■ How to complete this task
Go through the records and count the lines where the string "whitespace" occurs. Reply with the number only.

[Opening Material supplied section]

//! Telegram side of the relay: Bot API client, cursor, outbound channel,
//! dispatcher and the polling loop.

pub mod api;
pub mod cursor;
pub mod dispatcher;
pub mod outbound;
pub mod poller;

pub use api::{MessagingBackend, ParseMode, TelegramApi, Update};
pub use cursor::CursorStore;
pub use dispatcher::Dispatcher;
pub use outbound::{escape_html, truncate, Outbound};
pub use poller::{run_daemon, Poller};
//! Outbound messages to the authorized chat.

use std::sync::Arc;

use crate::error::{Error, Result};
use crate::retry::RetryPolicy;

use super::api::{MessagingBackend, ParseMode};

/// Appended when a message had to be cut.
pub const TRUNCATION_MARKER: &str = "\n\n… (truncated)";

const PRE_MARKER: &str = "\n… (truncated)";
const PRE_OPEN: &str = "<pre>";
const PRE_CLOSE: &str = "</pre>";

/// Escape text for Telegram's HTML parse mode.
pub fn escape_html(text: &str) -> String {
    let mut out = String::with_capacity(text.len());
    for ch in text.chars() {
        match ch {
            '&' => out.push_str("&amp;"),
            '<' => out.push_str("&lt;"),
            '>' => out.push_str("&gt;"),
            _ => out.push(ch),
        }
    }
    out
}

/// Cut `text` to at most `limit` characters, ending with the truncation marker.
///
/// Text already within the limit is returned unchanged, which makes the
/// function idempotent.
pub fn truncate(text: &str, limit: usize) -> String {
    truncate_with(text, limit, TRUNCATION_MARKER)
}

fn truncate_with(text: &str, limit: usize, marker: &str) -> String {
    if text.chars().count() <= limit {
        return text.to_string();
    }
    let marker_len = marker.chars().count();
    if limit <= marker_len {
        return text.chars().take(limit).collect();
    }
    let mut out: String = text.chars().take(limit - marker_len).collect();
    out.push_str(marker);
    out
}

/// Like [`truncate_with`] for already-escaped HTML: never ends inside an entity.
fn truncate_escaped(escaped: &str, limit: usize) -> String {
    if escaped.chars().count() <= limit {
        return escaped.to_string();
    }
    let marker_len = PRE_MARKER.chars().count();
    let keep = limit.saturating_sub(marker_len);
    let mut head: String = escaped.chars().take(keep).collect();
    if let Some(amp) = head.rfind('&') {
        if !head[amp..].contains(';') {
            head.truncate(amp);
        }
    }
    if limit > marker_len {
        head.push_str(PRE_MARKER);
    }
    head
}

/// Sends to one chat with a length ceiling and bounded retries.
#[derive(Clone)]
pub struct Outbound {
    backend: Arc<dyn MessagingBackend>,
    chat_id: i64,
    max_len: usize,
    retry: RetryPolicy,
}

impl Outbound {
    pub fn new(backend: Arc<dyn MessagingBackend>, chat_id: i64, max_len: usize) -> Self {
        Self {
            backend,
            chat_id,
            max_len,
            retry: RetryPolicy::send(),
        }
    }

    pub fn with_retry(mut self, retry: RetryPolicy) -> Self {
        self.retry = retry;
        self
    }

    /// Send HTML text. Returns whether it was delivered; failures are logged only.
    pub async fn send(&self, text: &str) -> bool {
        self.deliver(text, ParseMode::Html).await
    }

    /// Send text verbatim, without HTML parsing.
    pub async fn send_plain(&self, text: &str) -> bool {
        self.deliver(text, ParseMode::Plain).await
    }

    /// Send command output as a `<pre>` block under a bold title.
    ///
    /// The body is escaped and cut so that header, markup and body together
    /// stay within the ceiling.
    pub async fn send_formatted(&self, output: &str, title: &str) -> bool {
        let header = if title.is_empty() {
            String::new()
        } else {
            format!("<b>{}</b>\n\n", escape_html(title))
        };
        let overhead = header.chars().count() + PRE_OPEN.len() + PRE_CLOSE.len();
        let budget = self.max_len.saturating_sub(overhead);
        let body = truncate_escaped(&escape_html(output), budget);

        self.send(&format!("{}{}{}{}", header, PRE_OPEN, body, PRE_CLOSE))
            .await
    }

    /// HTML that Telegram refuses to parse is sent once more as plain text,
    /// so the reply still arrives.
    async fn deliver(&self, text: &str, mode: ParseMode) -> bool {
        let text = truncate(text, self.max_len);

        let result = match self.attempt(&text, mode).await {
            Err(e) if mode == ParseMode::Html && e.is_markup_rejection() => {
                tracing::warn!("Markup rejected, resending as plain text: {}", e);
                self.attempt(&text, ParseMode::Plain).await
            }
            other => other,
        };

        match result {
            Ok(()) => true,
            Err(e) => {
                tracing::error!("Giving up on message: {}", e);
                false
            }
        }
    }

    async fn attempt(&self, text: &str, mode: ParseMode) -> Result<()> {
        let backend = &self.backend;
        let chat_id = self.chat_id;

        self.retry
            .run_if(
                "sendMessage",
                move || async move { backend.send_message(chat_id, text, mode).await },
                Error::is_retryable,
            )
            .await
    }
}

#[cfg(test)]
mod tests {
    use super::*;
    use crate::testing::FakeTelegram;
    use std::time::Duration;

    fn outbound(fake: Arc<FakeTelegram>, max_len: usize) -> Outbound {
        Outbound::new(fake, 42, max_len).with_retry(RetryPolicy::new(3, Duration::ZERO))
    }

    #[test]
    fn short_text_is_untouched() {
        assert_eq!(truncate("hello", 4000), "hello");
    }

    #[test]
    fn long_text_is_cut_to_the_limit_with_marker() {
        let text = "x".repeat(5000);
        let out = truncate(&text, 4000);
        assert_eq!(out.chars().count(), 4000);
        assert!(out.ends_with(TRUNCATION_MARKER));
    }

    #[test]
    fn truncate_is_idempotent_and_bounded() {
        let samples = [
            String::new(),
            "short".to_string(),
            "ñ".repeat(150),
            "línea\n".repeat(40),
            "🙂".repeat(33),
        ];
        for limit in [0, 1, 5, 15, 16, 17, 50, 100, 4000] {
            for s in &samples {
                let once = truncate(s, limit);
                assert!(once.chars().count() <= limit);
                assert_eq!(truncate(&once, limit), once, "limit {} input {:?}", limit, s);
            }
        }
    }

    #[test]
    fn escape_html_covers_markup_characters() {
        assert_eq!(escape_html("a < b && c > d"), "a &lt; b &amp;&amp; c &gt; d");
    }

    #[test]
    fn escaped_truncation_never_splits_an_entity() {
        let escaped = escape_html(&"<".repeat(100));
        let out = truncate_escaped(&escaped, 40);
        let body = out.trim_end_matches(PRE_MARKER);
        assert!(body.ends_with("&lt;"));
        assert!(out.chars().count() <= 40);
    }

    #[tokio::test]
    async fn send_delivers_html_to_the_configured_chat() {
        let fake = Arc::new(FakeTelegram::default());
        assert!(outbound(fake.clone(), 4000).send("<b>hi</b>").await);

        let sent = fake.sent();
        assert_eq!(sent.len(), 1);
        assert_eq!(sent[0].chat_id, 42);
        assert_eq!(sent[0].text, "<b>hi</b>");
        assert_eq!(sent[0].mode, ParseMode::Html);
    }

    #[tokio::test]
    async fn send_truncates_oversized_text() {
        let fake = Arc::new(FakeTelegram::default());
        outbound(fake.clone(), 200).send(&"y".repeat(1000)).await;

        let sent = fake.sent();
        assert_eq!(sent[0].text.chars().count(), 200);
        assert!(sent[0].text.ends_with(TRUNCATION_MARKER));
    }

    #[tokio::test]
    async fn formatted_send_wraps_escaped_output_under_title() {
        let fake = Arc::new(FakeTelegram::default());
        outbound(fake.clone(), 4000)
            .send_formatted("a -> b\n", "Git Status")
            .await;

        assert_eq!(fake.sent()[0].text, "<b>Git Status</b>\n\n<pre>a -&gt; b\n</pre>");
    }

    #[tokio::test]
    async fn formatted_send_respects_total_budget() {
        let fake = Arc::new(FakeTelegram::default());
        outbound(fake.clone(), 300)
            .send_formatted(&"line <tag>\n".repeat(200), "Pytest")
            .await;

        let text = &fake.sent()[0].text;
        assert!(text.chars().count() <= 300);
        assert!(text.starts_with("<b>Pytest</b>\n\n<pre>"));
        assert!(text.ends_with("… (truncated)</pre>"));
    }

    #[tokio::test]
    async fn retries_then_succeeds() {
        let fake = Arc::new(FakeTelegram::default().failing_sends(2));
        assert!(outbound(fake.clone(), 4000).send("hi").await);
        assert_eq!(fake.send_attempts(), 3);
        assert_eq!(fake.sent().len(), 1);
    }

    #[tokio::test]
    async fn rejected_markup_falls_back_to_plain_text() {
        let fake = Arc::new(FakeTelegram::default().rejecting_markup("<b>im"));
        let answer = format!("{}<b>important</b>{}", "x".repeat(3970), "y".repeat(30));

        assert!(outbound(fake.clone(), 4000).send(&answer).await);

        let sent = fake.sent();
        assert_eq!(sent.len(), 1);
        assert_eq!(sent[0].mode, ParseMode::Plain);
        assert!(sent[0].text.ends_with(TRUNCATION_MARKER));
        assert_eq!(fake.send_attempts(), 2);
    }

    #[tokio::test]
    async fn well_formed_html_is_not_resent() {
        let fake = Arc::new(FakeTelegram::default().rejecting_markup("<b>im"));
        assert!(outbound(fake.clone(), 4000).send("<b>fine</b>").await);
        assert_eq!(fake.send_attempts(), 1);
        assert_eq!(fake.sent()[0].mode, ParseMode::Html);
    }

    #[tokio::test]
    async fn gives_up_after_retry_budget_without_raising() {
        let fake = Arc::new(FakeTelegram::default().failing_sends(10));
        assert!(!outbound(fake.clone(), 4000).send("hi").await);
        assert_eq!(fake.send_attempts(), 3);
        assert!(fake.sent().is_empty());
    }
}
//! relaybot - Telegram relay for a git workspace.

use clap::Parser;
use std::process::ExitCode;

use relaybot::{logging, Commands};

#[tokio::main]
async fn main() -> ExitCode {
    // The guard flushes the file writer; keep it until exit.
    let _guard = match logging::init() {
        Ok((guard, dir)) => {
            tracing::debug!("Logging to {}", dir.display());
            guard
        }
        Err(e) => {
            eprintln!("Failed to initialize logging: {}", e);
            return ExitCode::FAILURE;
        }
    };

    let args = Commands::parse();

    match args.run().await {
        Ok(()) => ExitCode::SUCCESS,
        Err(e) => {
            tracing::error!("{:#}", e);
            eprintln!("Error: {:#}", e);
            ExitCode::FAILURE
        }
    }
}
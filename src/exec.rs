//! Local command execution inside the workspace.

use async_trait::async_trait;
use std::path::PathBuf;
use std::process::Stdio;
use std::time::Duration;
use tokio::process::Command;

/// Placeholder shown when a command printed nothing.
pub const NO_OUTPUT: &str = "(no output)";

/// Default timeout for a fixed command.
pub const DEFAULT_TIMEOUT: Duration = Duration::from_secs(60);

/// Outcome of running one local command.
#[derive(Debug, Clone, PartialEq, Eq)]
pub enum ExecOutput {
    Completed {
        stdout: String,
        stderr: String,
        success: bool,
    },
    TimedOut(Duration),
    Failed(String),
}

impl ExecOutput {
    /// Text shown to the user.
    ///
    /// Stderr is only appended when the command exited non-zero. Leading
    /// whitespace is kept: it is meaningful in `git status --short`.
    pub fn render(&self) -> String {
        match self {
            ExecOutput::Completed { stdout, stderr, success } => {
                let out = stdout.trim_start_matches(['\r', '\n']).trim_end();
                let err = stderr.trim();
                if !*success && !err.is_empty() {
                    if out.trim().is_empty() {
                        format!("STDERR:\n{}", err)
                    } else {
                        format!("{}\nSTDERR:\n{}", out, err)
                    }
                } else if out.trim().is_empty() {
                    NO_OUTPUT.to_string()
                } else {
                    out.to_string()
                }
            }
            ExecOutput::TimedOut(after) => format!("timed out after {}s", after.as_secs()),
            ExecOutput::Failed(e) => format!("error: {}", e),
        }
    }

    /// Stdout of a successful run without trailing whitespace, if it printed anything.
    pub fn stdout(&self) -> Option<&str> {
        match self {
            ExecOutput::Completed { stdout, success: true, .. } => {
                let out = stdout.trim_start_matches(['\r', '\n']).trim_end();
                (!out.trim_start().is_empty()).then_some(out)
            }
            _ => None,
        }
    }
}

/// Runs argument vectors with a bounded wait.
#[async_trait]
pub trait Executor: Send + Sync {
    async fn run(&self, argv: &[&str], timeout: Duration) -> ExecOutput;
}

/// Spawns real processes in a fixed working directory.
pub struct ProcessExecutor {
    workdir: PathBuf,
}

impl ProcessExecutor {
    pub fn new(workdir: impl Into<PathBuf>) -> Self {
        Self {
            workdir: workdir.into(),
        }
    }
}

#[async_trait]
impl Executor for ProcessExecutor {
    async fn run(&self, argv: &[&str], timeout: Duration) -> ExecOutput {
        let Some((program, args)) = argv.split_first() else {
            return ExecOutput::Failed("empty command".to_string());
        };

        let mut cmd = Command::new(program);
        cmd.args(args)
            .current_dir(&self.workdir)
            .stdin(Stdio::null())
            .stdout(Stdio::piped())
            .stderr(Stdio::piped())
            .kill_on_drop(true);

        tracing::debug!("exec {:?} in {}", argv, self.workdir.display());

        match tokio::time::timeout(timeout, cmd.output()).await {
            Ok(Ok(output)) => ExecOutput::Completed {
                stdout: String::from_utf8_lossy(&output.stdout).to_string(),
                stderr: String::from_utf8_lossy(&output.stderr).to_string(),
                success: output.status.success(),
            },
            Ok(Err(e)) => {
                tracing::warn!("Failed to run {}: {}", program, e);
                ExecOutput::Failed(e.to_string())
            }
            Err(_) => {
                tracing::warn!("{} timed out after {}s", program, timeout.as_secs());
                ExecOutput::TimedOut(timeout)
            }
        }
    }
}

[Closing Material supplied section]

■ Result of the task
2